Guiné 61/74 - P23478: No céu não há disto... Comes & bebes: sugestões dos 'vagomestres' da Tabanca Grande (33): "Jaquinzinhos fritos com arroz de tomate... à moda da "chef" Alice, que sabem pela vida, neste nosso querido mês de agosto...



Lourinhã > Chez Chef Alice > 29 de julho de 2022 > "Jaquinzinhos fritos com arroz de tomate"

Fotos (e legenda): © Luís Graça (2022). Todos os direitos reservados. [Edição: Blogue Luís Graça & Camaradas da Guiné]


1. Vamos entrar no "nosso querido mês de agosto" (o das férias, do sol, do luar, das noites romãnticas, das manhãs de grandes marés vazias com quilómetros de praia de areia branca e maresia, das viagens, das festas, dos festivais, do regresso dos emigrantes à terra, dos reencontros, dos amigos, dos amores,  do campismo, dos petiscos, das mariscadas, da batada de peixe seco, das sardinhas assadas com salada de pimentos, e tudo o mais que a imaginação, o desejo e as memórias podem e devem acrescentar)...

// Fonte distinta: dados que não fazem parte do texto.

pub mod demo;
pub mod export;
pub mod init;
pub mod report;

use std::path::PathBuf;

use chrono::NaiveDate;
use clap::{Args, Parser, Subcommand};

use tally::error::{Result, TallyError};
use tally::filter::LedgerFilter;
use tally::ledger::process_files;
use tally::models::{AccountType, Ledger};
use tally::reports::{ListingOptions, SortOrder, TxnKind};
use tally::settings::Settings;

#[derive(Parser)]
#[command(
    name = "tally",
    about = "Reconcile checking and credit-card exports into one ledger and summarize spending."
)]
pub struct Cli {
    #[command(subcommand)]
    pub command: Commands,
}

#[derive(Args, Debug, Clone)]
pub struct SourceArgs {
    /// Checking (debit) account CSV export
    #[arg(long)]
    pub debit: PathBuf,
    /// Credit card account CSV export
    #[arg(long)]
    pub credit: PathBuf,
}

impl SourceArgs {
    pub fn load(&self, settings: &Settings) -> Result<Ledger> {
        process_files(&self.debit, &self.credit, settings.transfer_window_days)
    }
}

#[derive(Args, Debug, Clone, Default)]
pub struct FilterArgs {
    /// Start date: YYYY-MM-DD (inclusive)
    #[arg(long = "from")]
    pub from_date: Option<String>,
    /// End date: YYYY-MM-DD (inclusive)
    #[arg(long = "to")]
    pub to_date: Option<String>,
    /// Limit to an account type (repeatable)
    #[arg(long = "account", value_parser = ["debit", "credit"])]
    pub accounts: Vec<String>,
    /// Limit to a category (repeatable)
    #[arg(long = "category")]
    pub categories: Vec<String>,
}

fn parse_iso_date(flag: &str, raw: &str) -> Result<NaiveDate> {
    NaiveDate::parse_from_str(raw.trim(), "%Y-%m-%d")
        .map_err(|_| TallyError::Other(format!("{flag} expects YYYY-MM-DD, got {raw:?}")))
}

impl FilterArgs {
    /// None when no filter flag was given.
    pub fn to_filter(&self) -> Result<Option<LedgerFilter>> {
        let filter = LedgerFilter {
            from: self.from_date.as_deref().map(|d| parse_iso_date("--from", d)).transpose()?,
            to: self.to_date.as_deref().map(|d| parse_iso_date("--to", d)).transpose()?,
            account_types: self
                .accounts
                .iter()
                .map(|a| a.parse::<AccountType>())
                .collect::<Result<Vec<_>>>()?,
            categories: self.categories.clone(),
        };
        if let (Some(from), Some(to)) = (filter.from, filter.to) {
            if from > to {
                return Err(TallyError::Other(format!("--from {from} is after --to {to}")));
            }
        }
        if filter == LedgerFilter::default() {
            Ok(None)
        } else {
            Ok(Some(filter))
        }
    }
}

/// Parse the filter flags, then load the ledger.
pub fn load_filtered(
    source: &SourceArgs,
    filter: &FilterArgs,
    settings: &Settings,
) -> Result<(Ledger, Option<LedgerFilter>)> {
    let filter = filter.to_filter()?;
    let ledger = source.load(settings)?;
    if let Some(f) = &filter {
        for category in f.unknown_categories(&ledger) {
            tracing::warn!("no transactions in category {category:?}");
        }
    }
    Ok((ledger, filter))
}

#[derive(Args, Debug, Clone)]
pub struct ListingArgs {
    /// Include matched card payments and their checking withdrawals
    #[arg(long = "show-transfers")]
    pub show_transfers: bool,
    /// Which rows to list
    #[arg(long, default_value = "all", value_parser = ["all", "expenses", "income"])]
    pub kind: String,
    /// Row order
    #[arg(
        long,
        default_value = "date-desc",
        value_parser = ["date-desc", "date-asc", "amount-desc", "amount-asc"]
    )]
    pub sort: String,
}

impl ListingArgs {
    pub fn to_options(&self) -> ListingOptions {
        let kind = match self.kind.as_str() {
            "expenses" => TxnKind::Expenses,
            "income" => TxnKind::Income,
            _ => TxnKind::All,
        };
        let sort = match self.sort.as_str() {
            "date-asc" => SortOrder::DateAsc,
            "amount-desc" => SortOrder::AmountDesc,
            "amount-asc" => SortOrder::AmountAsc,
            _ => SortOrder::DateDesc,
        };
        ListingOptions {
            show_transfers: self.show_transfers,
            kind,
            sort,
        }
    }
}

#[derive(Subcommand)]
pub enum Commands {
    /// Income, expenses, savings rate, and debit vs. credit spending.
    Summary {
        #[command(flatten)]
        source: SourceArgs,
        #[command(flatten)]
        filter: FilterArgs,
    },
    /// Monthly income, expenses, and net cash flow.
    Monthly {
        #[command(flatten)]
        source: SourceArgs,
        #[command(flatten)]
        filter: FilterArgs,
    },
    /// Spending by category.
    Categories {
        #[command(flatten)]
        source: SourceArgs,
        #[command(flatten)]
        filter: FilterArgs,
        /// Only this month: YYYY-MM
        #[arg(long)]
        month: Option<String>,
    },
    /// Top merchants by spending.
    Merchants {
        #[command(flatten)]
        source: SourceArgs,
        #[command(flatten)]
        filter: FilterArgs,
        /// Number of merchants to show (default from settings)
        #[arg(long)]
        top: Option<usize>,
    },
    /// Spending on the checking account vs. the credit card.
    Accounts {
        #[command(flatten)]
        source: SourceArgs,
        #[command(flatten)]
        filter: FilterArgs,
    },
    /// Card payments matched to checking withdrawals.
    Transfers {
        #[command(flatten)]
        source: SourceArgs,
    },
    /// List transactions.
    Transactions {
        #[command(flatten)]
        source: SourceArgs,
        #[command(flatten)]
        filter: FilterArgs,
        #[command(flatten)]
        listing: ListingArgs,
    },
    /// Write listed transactions to CSV.
    Export {
        #[command(flatten)]
        source: SourceArgs,
        #[command(flatten)]
        filter: FilterArgs,
        #[command(flatten)]
        listing: ListingArgs,
        /// Output path (default: <export_dir>/transactions_YYYYMMDD.csv)
        #[arg(long)]
        output: Option<String>,
    },
    /// Write a sample debit.csv and credit.csv pair to explore tally.
    Demo {
        /// Directory to write into (default: current directory)
        #[arg(long)]
        dir: Option<String>,
    },
    /// Write the settings file.
    Init {
        /// Default directory for CSV exports
        #[arg(long = "export-dir")]
        export_dir: Option<String>,
        /// Default number of merchants to rank
        #[arg(long = "top-n")]
        top_n: Option<usize>,
        /// Days a card payment may post before/after its checking withdrawal
        #[arg(long = "transfer-window")]
        transfer_window_days: Option<i64>,
    },
}

pub fn run(command: Commands, settings: &Settings) -> Result<()> {
    match command {
        Commands::Summary { source, filter } => report::summary(&source, &filter, settings),
        Commands::Monthly { source, filter } => report::monthly(&source, &filter, settings),
        Commands::Categories { source, filter, month } => {
            report::categories(&source, &filter, month.as_deref(), settings)
        }
        Commands::Merchants { source, filter, top } => {
            report::merchants(&source, &filter, top.unwrap_or(settings.top_n), settings)
        }
        Commands::Accounts { source, filter } => report::accounts(&source, &filter, settings),
        Commands::Transfers { source } => report::transfers(&source, settings),
        Commands::Transactions { source, filter, listing } => {
            report::transactions(&source, &filter, &listing, settings)
        }
        Commands::Export { source, filter, listing, output } => {
            export::run(&source, &filter, &listing, output.as_deref(), settings)
        }
        Commands::Demo { dir } => demo::run(dir.as_deref()),
        Commands::Init { export_dir, top_n, transfer_window_days } => {
            init::run(settings, export_dir, top_n, transfer_window_days)
        }
    }
}
use std::collections::BTreeMap;

use serde::Serialize;

use crate::filter::{select, LedgerFilter};
use crate::models::{AccountType, Ledger, LedgerEntry};

pub const DEFAULT_TOP_N: usize = 10;

/// Non-transfer rows passing `filter`.
fn activity<'a>(
    ledger: &'a Ledger,
    filter: Option<&'a LedgerFilter>,
) -> impl Iterator<Item = &'a LedgerEntry> + 'a {
    select(ledger, filter).filter(|e| !e.is_transfer)
}

/// Non-transfer rows with a positive debit.
fn expenses<'a>(
    ledger: &'a Ledger,
    filter: Option<&'a LedgerFilter>,
) -> impl Iterator<Item = &'a LedgerEntry> + 'a {
    activity(ledger, filter).filter(|e| e.is_expense())
}

/// Group `(key, amount)` pairs, keeping keys in ascending order.
fn group_totals<'a>(rows: impl Iterator<Item = (&'a str, f64)>) -> BTreeMap<&'a str, (f64, usize)> {
    let mut groups: BTreeMap<&str, (f64, usize)> = BTreeMap::new();
    for (key, amount) in rows {
        let slot = groups.entry(key).or_default();
        slot.0 += amount;
        slot.1 += 1;
    }
    groups
}

// ---------------------------------------------------------------------------
// Monthly Summary
// ---------------------------------------------------------------------------

#[derive(Debug, Clone, PartialEq, Serialize)]
pub struct MonthlyRow {
    pub month: String,
    pub total_expenses: f64,
    pub total_income: f64,
    pub net_cash_flow: f64,
}

/// Per-month totals, oldest first. Months without activity are omitted.
pub fn monthly_summary(ledger: &Ledger, filter: Option<&LedgerFilter>) -> Vec<MonthlyRow> {
    let mut months: BTreeMap<String, MonthlyRow> = BTreeMap::new();
    for e in activity(ledger, filter) {
        let key = e.month();
        let row = months.entry(key.clone()).or_insert_with(|| MonthlyRow {
            month: key,
            total_expenses: 0.0,
            total_income: 0.0,
            net_cash_flow: 0.0,
        });
        row.total_expenses += e.debit_amount;
        row.total_income += e.credit_amount;
        row.net_cash_flow += e.net_amount;
    }
    months.into_values().collect()
}

// ---------------------------------------------------------------------------
// Category Breakdown
// ---------------------------------------------------------------------------

#[derive(Debug, Clone, PartialEq, Serialize)]
pub struct CategoryRow {
    pub category: String,
    pub total_spent: f64,
    pub transaction_count: usize,
}

/// Expense totals per category, largest first. `month` ("YYYY-MM") limits
/// the rows to one calendar month.
pub fn category_breakdown(
    ledger: &Ledger,
    filter: Option<&LedgerFilter>,
    month: Option<&str>,
) -> Vec<CategoryRow> {
    let rows = expenses(ledger, filter)
        .filter(|e| month.map_or(true, |m| e.month() == m))
        .map(|e| (e.category.as_str(), e.debit_amount));

    let mut out: Vec<CategoryRow> = group_totals(rows)
        .into_iter()
        .map(|(category, (total_spent, transaction_count))| CategoryRow {
            category: category.to_string(),
            total_spent,
            transaction_count,
        })
        .collect();
    out.sort_by(|a, b| b.total_spent.total_cmp(&a.total_spent));
    out
}

// ---------------------------------------------------------------------------
// Account Comparison
// ---------------------------------------------------------------------------

#[derive(Debug, Clone, Default, PartialEq, Serialize)]
pub struct AccountComparison {
    pub debit_spending: f64,
    pub credit_spending: f64,
    pub total_spending: f64,
    pub credit_percentage: f64,
}

pub fn account_comparison(ledger: &Ledger, filter: Option<&LedgerFilter>) -> AccountComparison {
    let mut debit_spending = 0.0;
    let mut credit_spending = 0.0;
    for e in expenses(ledger, filter) {
        match e.account_type {
            AccountType::Debit => debit_spending += e.debit_amount,
            AccountType::Credit => credit_spending += e.debit_amount,
        }
    }
    let total_spending = debit_spending + credit_spending;
    AccountComparison {
        debit_spending,
        credit_spending,
        total_spending,
        credit_percentage: if total_spending > 0.0 {
            credit_spending / total_spending * 100.0
        } else {
            0.0
        },
    }
}

// ---------------------------------------------------------------------------
// Merchant Ranking
// ---------------------------------------------------------------------------

#[derive(Debug, Clone, PartialEq, Serialize)]
pub struct MerchantRow {
    pub merchant: String,
    pub total_spent: f64,
    pub visit_count: usize,
    pub avg_transaction: f64,
}

/// The `top_n` descriptions with the most spending.
pub fn merchant_ranking(
    ledger: &Ledger,
    filter: Option<&LedgerFilter>,
    top_n: usize,
) -> Vec<MerchantRow> {
    let rows = expenses(ledger, filter).map(|e| (e.description.as_str(), e.debit_amount));

    let mut out: Vec<MerchantRow> = group_totals(rows)
        .into_iter()
        .map(|(merchant, (total_spent, visit_count))| MerchantRow {
            merchant: merchant.to_string(),
            total_spent,
            visit_count,
            avg_transaction: total_spent / visit_count as f64,
        })
        .collect();
    out.sort_by(|a, b| b.total_spent.total_cmp(&a.total_spent));
    out.truncate(top_n);
    out
}

// ---------------------------------------------------------------------------
// Key Metrics
// ---------------------------------------------------------------------------

#[derive(Debug, Clone, Default, PartialEq, Serialize)]
pub struct KeyMetrics {
    pub total_income: f64,
    pub total_expenses: f64,
    pub net_cash_flow: f64,
    pub savings_rate: f64,
}

pub fn key_metrics(ledger: &Ledger, filter: Option<&LedgerFilter>) -> KeyMetrics {
    let (total_income, total_expenses) = activity(ledger, filter)
        .fold((0.0, 0.0), |(inc, exp), e| (inc + e.credit_amount, exp + e.debit_amount));
    let net_cash_flow = total_income - total_expenses;
    KeyMetrics {
        total_income,
        total_expenses,
        net_cash_flow,
        savings_rate: if total_income > 0.0 {
            net_cash_flow / total_income * 100.0
        } else {
            0.0
        },
    }
}

// ---------------------------------------------------------------------------
// Transaction Listing
// ---------------------------------------------------------------------------

#[derive(Debug, Clone, Copy, Default, PartialEq, Eq)]
pub enum TxnKind {
    #[default]
    All,
    Expenses,
    Income,
}

#[derive(Debug, Clone, Copy, Default, PartialEq, Eq)]
pub enum SortOrder {
    #[default]
    DateDesc,
    DateAsc,
    AmountDesc,
    AmountAsc,
}

#[derive(Debug, Clone, Copy, Default, PartialEq, Eq)]
pub struct ListingOptions {
    pub show_transfers: bool,
    pub kind: TxnKind,
    pub sort: SortOrder,
}

fn listing_amount(e: &LedgerEntry) -> f64 {
    e.debit_amount + e.credit_amount
}

/// Ledger rows for display. Transfers stay hidden unless asked for.
pub fn transactions<'a>(
    ledger: &'a Ledger,
    filter: Option<&LedgerFilter>,
    opts: &ListingOptions,
) -> Vec<&'a LedgerEntry> {
    let mut rows: Vec<&LedgerEntry> = ledger
        .entries
        .iter()
        .filter(|e| filter.map_or(true, |f| f.matches(e)))
        .filter(|e| opts.show_transfers || !e.is_transfer)
        .filter(|e| match opts.kind {
            TxnKind::All => true,
            TxnKind::Expenses => e.is_expense(),
            TxnKind::Income => e.is_income(),
        })
        .collect();

    match opts.sort {
        SortOrder::DateDesc => rows.sort_by(|a, b| b.post_date.cmp(&a.post_date)),
        SortOrder::DateAsc => rows.sort_by(|a, b| a.post_date.cmp(&b.post_date)),
        SortOrder::AmountDesc => rows.sort_by(|a, b| listing_amount(b).total_cmp(&listing_amount(a))),
        SortOrder::AmountAsc => rows.sort_by(|a, b| listing_amount(a).total_cmp(&listing_amount(b))),
    }
    rows
}

#[cfg(test)]
mod tests {
    use super::*;
    use crate::ledger::process;
    use crate::models::UNCATEGORIZED;

    const DEBIT_CSV: &str = "\
Account Number,Post Date,Check,Description,Debit,Credit,Status,Balance,Classification
S09,1/31/2026,,Trader Joe's,52.66,,Posted,,Groceries
S09,1/28/2026,,CHASE AUTOPAY,25.34,,Posted,,Transfer
S09,1/15/2026,,PAYROLL ACME,,3000.00,Posted,,Income
S09,1/10/2026,,Trader Joe's,47.34,,Posted,,Groceries
S09,2/01/2026,,RENT,30.00,,Posted,,
S09,2/02/2026,,RENT,30.00,,Posted,,
";

    const CREDIT_CSV: &str = "\
Account Number,Post Date,Check,Description,Debit,Credit,Status,Balance,Classification
C44,1/29/2026,,PAYMENT THANK YOU,,25.34,Posted,,Payment
C44,1/20/2026,,NETFLIX,15.49,,Posted,,Entertainment
C44,2/02/2026,,PAYMENT THANK YOU,,30.00,Posted,,Payment
C44,2/03/2026,,AMAZON REFUND,,10.00,Posted,,Shopping
";

    fn ledger() -> Ledger {
        process(DEBIT_CSV.as_bytes(), CREDIT_CSV.as_bytes()).unwrap()
    }

    fn close(a: f64, b: f64) -> bool {
        (a - b).abs() < 1e-9
    }

    #[test]
    fn test_monthly_summary_excludes_transfers() {
        let months = monthly_summary(&ledger(), None);
        assert_eq!(months.len(), 2);
        assert_eq!(months[0].month, "2026-01");
        // Jan: 52.66 + 47.34 + 15.49 expenses, 3000 income; the 25.34 pair is excluded
        assert!(close(months[0].total_expenses, 115.49));
        assert!(close(months[0].total_income, 3000.0));
        assert!(close(months[0].net_cash_flow, 3000.0 - 115.49));
        // Feb: first RENT row is the transfer, second stays an expense
        assert_eq!(months[1].month, "2026-02");
        assert!(close(months[1].total_expenses, 30.0));
        assert!(close(months[1].total_income, 10.0));
    }

    #[test]
    fn test_monthly_summary_omits_empty_months() {
        let debit = "\
Account Number,Post Date,Check,Description,Debit,Credit,Status,Balance,Classification
S09,1/05/2026,,A,1,,Posted,,
S09,3/05/2026,,B,2,,Posted,,
";
        let header = "Account Number,Post Date,Check,Description,Debit,Credit,Status,Balance,Classification\n";
        let ledger = process(debit.as_bytes(), header.as_bytes()).unwrap();
        let months: Vec<String> = monthly_summary(&ledger, None).into_iter().map(|m| m.month).collect();
        assert_eq!(months, vec!["2026-01", "2026-03"]);
    }

    #[test]
    fn test_category_breakdown_sorted_and_expense_only() {
        let cats = category_breakdown(&ledger(), None, None);
        let names: Vec<&str> = cats.iter().map(|c| c.category.as_str()).collect();
        assert_eq!(names, vec!["Groceries", UNCATEGORIZED, "Entertainment"]);
        assert!(close(cats[0].total_spent, 100.0));
        assert_eq!(cats[0].transaction_count, 2);
        assert_eq!(cats[1].transaction_count, 1);
        assert!(!names.contains(&"Income"));
        assert!(!names.contains(&"Transfer"));
    }

    #[test]
    fn test_category_breakdown_sums_to_total_expense() {
        let ledger = ledger();
        let from_view: f64 = category_breakdown(&ledger, None, None).iter().map(|c| c.total_spent).sum();
        let direct: f64 = ledger
            .entries
            .iter()
            .filter(|e| !e.is_transfer && e.debit_amount > 0.0)
            .map(|e| e.debit_amount)
            .sum();
        assert!(close(from_view, direct));
    }

    #[test]
    fn test_category_breakdown_month_filter() {
        let cats = category_breakdown(&ledger(), None, Some("2026-02"));
        assert_eq!(cats.len(), 1);
        assert_eq!(cats[0].category, UNCATEGORIZED);
        assert!(category_breakdown(&ledger(), None, Some("2025-12")).is_empty());
    }

    #[test]
    fn test_account_comparison() {
        let cmp = account_comparison(&ledger(), None);
        assert!(close(cmp.debit_spending, 130.0));
        assert!(close(cmp.credit_spending, 15.49));
        assert!(close(cmp.total_spending, 145.49));
        assert!(close(cmp.credit_percentage, 15.49 / 145.49 * 100.0));
    }

    #[test]
    fn test_account_comparison_empty_is_zero() {
        let filter = LedgerFilter {
            categories: vec!["Nothing".to_string()],
            ..Default::default()
        };
        assert_eq!(account_comparison(&ledger(), Some(&filter)), AccountComparison::default());
    }

    #[test]
    fn test_merchant_ranking() {
        let merchants = merchant_ranking(&ledger(), None, DEFAULT_TOP_N);
        assert_eq!(merchants[0].merchant, "Trader Joe's");
        assert!(close(merchants[0].total_spent, 100.0));
        assert_eq!(merchants[0].visit_count, 2);
        assert!(close(merchants[0].avg_transaction, 50.0));
        assert!(merchants.iter().all(|m| m.merchant != "PAYROLL ACME"));

        let top1 = merchant_ranking(&ledger(), None, 1);
        assert_eq!(top1.len(), 1);
    }

    #[test]
    fn test_key_metrics() {
        let m = key_metrics(&ledger(), None);
        assert!(close(m.total_income, 3010.0));
        assert!(close(m.total_expenses, 145.49));
        assert!(close(m.net_cash_flow, 3010.0 - 145.49));
        assert!(close(m.savings_rate, (3010.0 - 145.49) / 3010.0 * 100.0));
    }

    #[test]
    fn test_views_on_filtered_out_ledger_are_empty() {
        let filter = LedgerFilter {
            from: chrono::NaiveDate::from_ymd_opt(2030, 1, 1),
            ..Default::default()
        };
        let ledger = ledger();
        assert!(monthly_summary(&ledger, Some(&filter)).is_empty());
        assert!(category_breakdown(&ledger, Some(&filter), None).is_empty());
        assert!(merchant_ranking(&ledger, Some(&filter), 10).is_empty());
        assert_eq!(key_metrics(&ledger, Some(&filter)), KeyMetrics::default());
    }

    #[test]
    fn test_views_do_not_mutate_ledger() {
        let ledger = ledger();
        let before = ledger.clone();
        monthly_summary(&ledger, None);
        category_breakdown(&ledger, None, None);
        account_comparison(&ledger, None);
        merchant_ranking(&ledger, None, 3);
        assert_eq!(ledger, before);
    }

    #[test]
    fn test_transactions_hide_transfers_by_default() {
        let ledger = ledger();
        let rows = transactions(&ledger, None, &ListingOptions::default());
        assert_eq!(rows.len(), ledger.len() - 4);
        let all = transactions(
            &ledger,
            None,
            &ListingOptions {
                show_transfers: true,
                ..Default::default()
            },
        );
        assert_eq!(all.len(), ledger.len());
    }

    #[test]
    fn test_transactions_kind_and_sort() {
        let ledger = ledger();
        let income = transactions(
            &ledger,
            None,
            &ListingOptions {
                kind: TxnKind::Income,
                sort: SortOrder::AmountAsc,
                ..Default::default()
            },
        );
        let descs: Vec<&str> = income.iter().map(|e| e.description.as_str()).collect();
        assert_eq!(descs, vec!["AMAZON REFUND", "PAYROLL ACME"]);

        let oldest = transactions(
            &ledger,
            None,
            &ListingOptions {
                kind: TxnKind::Expenses,
                sort: SortOrder::DateAsc,
                ..Default::default()
            },
        );
        assert_eq!(oldest[0].description, "Trader Joe's");
        assert_eq!(oldest[0].month(), "2026-01");
    }

    #[test]
    fn test_views_on_empty_ledger() {
        let ledger = Ledger::default();
        assert!(monthly_summary(&ledger, None).is_empty());
        assert!(category_breakdown(&ledger, None, None).is_empty());
        assert!(merchant_ranking(&ledger, None, DEFAULT_TOP_N).is_empty());
        assert_eq!(account_comparison(&ledger, None), AccountComparison::default());
        assert_eq!(key_metrics(&ledger, None), KeyMetrics::default());
        assert!(transactions(&ledger, None, &ListingOptions::default()).is_empty());
    }
}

Como aqui temos lembrado nesta série do nosso blogue, quem pode, ainda come todos os dias... E de preferência algum petisco mais fora do comum. E depois partilha essa experiência culinária com os amigos e demais leitores. 

O título da série é apelativo, bem humorado, e não ofende ninguém: "No céu não há disto,,,  Comes & bebes: sugestões dos 'vagomestres' da Tabanca Grande "... 

Que nos perdoem os crentes e os habitantes desse condomínio de luxo que é o céu do nosso imaginário (ou da fé de muitos crentes, cristãos e não cristãos). Sendo proibido falar de religião (além de política e de futebol), resta-nos muito pouco, aqui no blogue, até porque as memórias dos camaradas da Guiné estão a acabar,,, Ou são os detentores das memórias que estão a acabar... Não temos gente nova, "periquitos", a renovar a Tabanca Grande, e os "velhinhos", esses,  agora  só querem é  sopas e descanso... 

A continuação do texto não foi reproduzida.